Please go line by line through the material and copy each one containing the word "bool".

[Opening Excerpted records section]

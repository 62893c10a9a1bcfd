//! Widgets

mod circle;
mod text_block;

pub use circle::{fitted_radius, Circle, MAX_SCALE};
pub use text_block::TextBlock;
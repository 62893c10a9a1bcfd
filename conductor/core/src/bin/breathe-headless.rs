//! Headless Breathe Driver
//!
//! Runs the Conductor without a terminal UI. Every stage message is written
//! to stdout as one JSON object per line; commands are read from stdin, one
//! per line.
//!
//! # Usage
//!
//! ```bash
//! # Tap once the button appears, watch the whole cycle
//! echo tap | breathe-headless
//!
//! # Two rounds, fast timings for scripting
//! printf 'tap\ntap\n' | BREATHE_CHAR_DELAY_MS=0 BREATHE_HOLD_MS=100 BREATHE_BREATH_MS=200 breathe-headless
//!
//! # With verbose logging (on stderr)
//! RUST_LOG=debug breathe-headless
//! ```
//!
//! # Commands
//!
//! - `tap` (or an empty line): activate the button once it is waiting
//! - `quit`: stop
//!
//! Commands are queued, so taps typed early wait for the button. Once stdin
//! reaches EOF and every queued command has been used, the run stops at the
//! next point where a tap would be needed.

use tokio::io::BufReader;
use tracing::info;

use breathe_core::{headless, load_config};

#[tokio::main]
async fn main() -> anyhow::Result<()> {
    // Logs go to stderr so stdout stays a clean transcript
    tracing_subscriber::fmt()
        .with_env_filter(
            tracing_subscriber::EnvFilter::from_default_env()
                .add_directive("breathe_core=info".parse()?),
        )
        .with_writer(std::io::stderr)
        .with_target(true)
        .init();

    let config = load_config()?;
    info!(source = %config.source(), "Configuration loaded");

    let input = BufReader::new(tokio::io::stdin());
    headless::run(config, None, input, tokio::io::stdout()).await?;
    Ok(())
}
//! MongoDB implementation of the graduate store.
//!
//! # Purpose
//! The durable backend: one document per graduate in a `graduates`
//! collection, with a unique index on `student_id` built at connect time.
//!
//! # Notes
//! Reads deserialize into a revision-tolerant document shape (serde aliases
//! for the field names older deployments wrote) and normalize into the
//! canonical record exactly once, here at the data-access boundary. Writes
//! always emit canonical names.
use super::{GraduateStore, StoreError, StoreResult};
use crate::config::MongoConfig;
use anyhow::Context;
use async_trait::async_trait;
use bson::oid::ObjectId;
use bson::serde_helpers::chrono_datetime_as_bson_datetime;
use bson::{Document, doc};
use chrono::{DateTime, Utc};
use futures::TryStreamExt;
use mongodb::error::{ErrorKind, WriteFailure};
use mongodb::options::{IndexOptions, ReturnDocument};
use mongodb::{Client, Collection, Database, IndexModel};
use registry_model::normalize::resolve_full_name;
use registry_model::{Cohort, Graduate, GraduateFields};
use serde::{Deserialize, Serialize};

/// A graduate document as stored, tolerant of older field spellings.
#[derive(Debug, Serialize, Deserialize)]
struct GraduateDocument {
    #[serde(rename = "_id")]
    id: ObjectId,
    #[serde(default, alias = "studentId")]
    student_id: Option<String>,
    #[serde(
        default,
        alias = "fullName",
        alias = "name",
        skip_serializing_if = "Option::is_none"
    )]
    full_name: Option<String>,
    #[serde(default, alias = "firstName", skip_serializing_if = "Option::is_none")]
    first_name: Option<String>,
    #[serde(default, alias = "lastName", skip_serializing_if = "Option::is_none")]
    last_name: Option<String>,
    #[serde(default)]
    program: Option<String>,
    #[serde(default)]
    cohort: Option<Cohort>,
    #[serde(default)]
    status: Option<String>,
    #[serde(default)]
    address: Option<String>,
    #[serde(default)]
    gender: Option<String>,
    #[serde(default)]
    phone: Option<String>,
    #[serde(default)]
    email: Option<String>,
    #[serde(default)]
    employer: Option<String>,
    #[serde(default, alias = "jobTitle")]
    job_title: Option<String>,
    #[serde(with = "chrono_datetime_as_bson_datetime", alias = "createdAt")]
    created_at: DateTime<Utc>,
}

impl GraduateDocument {
    fn from_fields(id: ObjectId, created_at: DateTime<Utc>, fields: GraduateFields) -> Self {
        Self {
            id,
            student_id: Some(fields.student_id),
            full_name: Some(fields.full_name),
            first_name: None,
            last_name: None,
            program: Some(fields.program),
            cohort: Some(fields.cohort),
            status: Some(fields.status),
            address: fields.address,
            gender: fields.gender,
            phone: fields.phone,
            email: Some(fields.email),
            employer: fields.employer,
            job_title: fields.job_title,
            created_at,
        }
    }

    fn into_graduate(self) -> Graduate {
        Graduate {
            id: self.id.to_hex(),
            student_id: self.student_id.unwrap_or_default(),
            full_name: resolve_full_name(self.full_name, self.first_name, self.last_name),
            program: self.program.unwrap_or_default(),
            cohort: self.cohort.unwrap_or(Cohort::Year(0)),
            status: self.status.unwrap_or_else(|| "unknown".to_string()),
            address: self.address,
            gender: self.gender,
            phone: self.phone,
            email: self.email.unwrap_or_default(),
            employer: self.employer,
            job_title: self.job_title,
            created_at: self.created_at,
        }
    }
}

pub struct MongoStore {
    database: Database,
    collection: Collection<GraduateDocument>,
}

fn unexpected(err: mongodb::error::Error) -> StoreError {
    StoreError::Unexpected(anyhow::Error::new(err))
}

fn is_duplicate_key(err: &mongodb::error::Error) -> bool {
    match &*err.kind {
        ErrorKind::Write(WriteFailure::WriteError(write_error)) => write_error.code == 11000,
        ErrorKind::Command(command_error) => command_error.code == 11000,
        _ => false,
    }
}

/// Invalid ids cannot name a stored record, so they read as absent rather
/// than as client errors.
fn parse_id(id: &str) -> StoreResult<ObjectId> {
    ObjectId::parse_str(id).map_err(|_| StoreError::NotFound("graduate".into()))
}

impl MongoStore {
    pub async fn connect(config: &MongoConfig) -> anyhow::Result<Self> {
        let client = Client::with_uri_str(&config.url)
            .await
            .with_context(|| "connect to mongodb")?;
        let database = client.database(&config.database);
        let collection = database.collection::<GraduateDocument>("graduates");
        collection
            .create_index(
                IndexModel::builder()
                    .keys(doc! { "student_id": 1 })
                    .options(IndexOptions::builder().unique(true).build())
                    .build(),
            )
            .await
            .with_context(|| "create student_id index")?;
        Ok(Self {
            database,
            collection,
        })
    }

    fn set_document(fields: &GraduateFields) -> StoreResult<Document> {
        bson::to_document(fields)
            .map_err(|err| StoreError::Unexpected(anyhow::Error::new(err)))
    }
}

#[async_trait]
impl GraduateStore for MongoStore {
    async fn list_graduates(&self) -> StoreResult<Vec<Graduate>> {
        let cursor = self
            .collection
            .find(doc! {})
            .sort(doc! { "created_at": -1, "_id": -1 })
            .await
            .map_err(unexpected)?;
        let documents: Vec<GraduateDocument> = cursor.try_collect().await.map_err(unexpected)?;
        Ok(documents
            .into_iter()
            .map(GraduateDocument::into_graduate)
            .collect())
    }

    async fn get_graduate(&self, id: &str) -> StoreResult<Graduate> {
        let oid = parse_id(id)?;
        self.collection
            .find_one(doc! { "_id": oid })
            .await
            .map_err(unexpected)?
            .map(GraduateDocument::into_graduate)
            .ok_or_else(|| StoreError::NotFound("graduate".into()))
    }

    async fn create_graduate(&self, fields: GraduateFields) -> StoreResult<Graduate> {
        let document = GraduateDocument::from_fields(ObjectId::new(), Utc::now(), fields);
        match self.collection.insert_one(&document).await {
            Ok(_) => {
                metrics::counter!("registry_graduate_ops_total", "op" => "created").increment(1);
                Ok(document.into_graduate())
            }
            Err(err) if is_duplicate_key(&err) => {
                Err(StoreError::Conflict("student id exists".into()))
            }
            Err(err) => Err(unexpected(err)),
        }
    }

    async fn update_graduate(&self, id: &str, fields: GraduateFields) -> StoreResult<Graduate> {
        let oid = parse_id(id)?;
        let update = doc! { "$set": Self::set_document(&fields)? };
        let updated = self
            .collection
            .find_one_and_update(doc! { "_id": oid }, update)
            .return_document(ReturnDocument::After)
            .await
            .map_err(|err| {
                if is_duplicate_key(&err) {
                    StoreError::Conflict("student id exists".into())
                } else {
                    unexpected(err)
                }
            })?;
        match updated {
            Some(document) => {
                metrics::counter!("registry_graduate_ops_total", "op" => "updated").increment(1);
                Ok(document.into_graduate())
            }
            None => Err(StoreError::NotFound("graduate".into())),
        }
    }

    async fn delete_graduate(&self, id: &str) -> StoreResult<()> {
        let oid = parse_id(id)?;
        let result = self
            .collection
            .delete_one(doc! { "_id": oid })
            .await
            .map_err(unexpected)?;
        if result.deleted_count == 0 {
            return Err(StoreError::NotFound("graduate".into()));
        }
        metrics::counter!("registry_graduate_ops_total", "op" => "deleted").increment(1);
        Ok(())
    }

    async fn health_check(&self) -> StoreResult<()> {
        self.database
            .run_command(doc! { "ping": 1 })
            .await
            .map_err(unexpected)?;
        Ok(())
    }

    fn is_durable(&self) -> bool {
        true
    }

    fn backend_name(&self) -> &'static str {
        "mongodb"
    }
}

#[cfg(test)]
mod tests {
    use super::*;

    #[test]
    fn legacy_documents_normalize_on_read() {
        let document: GraduateDocument = bson::from_document(doc! {
            "_id": ObjectId::new(),
            "studentId": "20230001",
            "firstName": "Jane",
            "lastName": "Smith",
            "program": "Law",
            "cohort": 2023,
            "email": "jane@example.com",
            "createdAt": bson::DateTime::from_millis(1_714_560_000_000),
        })
        .expect("decode legacy document");
        let graduate = document.into_graduate();
        assert_eq!(graduate.student_id, "20230001");
        assert_eq!(graduate.full_name, "Jane Smith");
        assert_eq!(graduate.cohort, Cohort::Year(2023));
        assert_eq!(graduate.status, "unknown");
    }

    #[test]
    fn written_documents_use_canonical_names() {
        let fields = GraduateFields {
            student_id: "20230001".to_string(),
            full_name: "Jane Smith".to_string(),
            program: "Law".to_string(),
            cohort: Cohort::Range {
                start: 2019,
                end: 2023,
            },
            status: "graduated".to_string(),
            address: None,
            gender: None,
            phone: None,
            email: "jane@example.com".to_string(),
            employer: None,
            job_title: None,
        };
        let document = GraduateDocument::from_fields(ObjectId::new(), Utc::now(), fields);
        let encoded = bson::to_document(&document).expect("encode");
        assert_eq!(
            encoded.get_str("student_id").expect("student_id"),
            "20230001"
        );
        assert_eq!(encoded.get_str("cohort").expect("cohort"), "2019-2023");
        assert!(!encoded.contains_key("first_name"));
    }

    #[test]
    fn malformed_ids_read_as_absent() {
        assert!(matches!(
            parse_id("not-an-object-id"),
            Err(StoreError::NotFound(_))
        ));
    }
}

[Closing Excerpted records section]

**Answer to the exercise**.
fn is_duplicate_key(err: &mongodb::error::Error) -> bool {
    fn is_durable(&self) -> bool {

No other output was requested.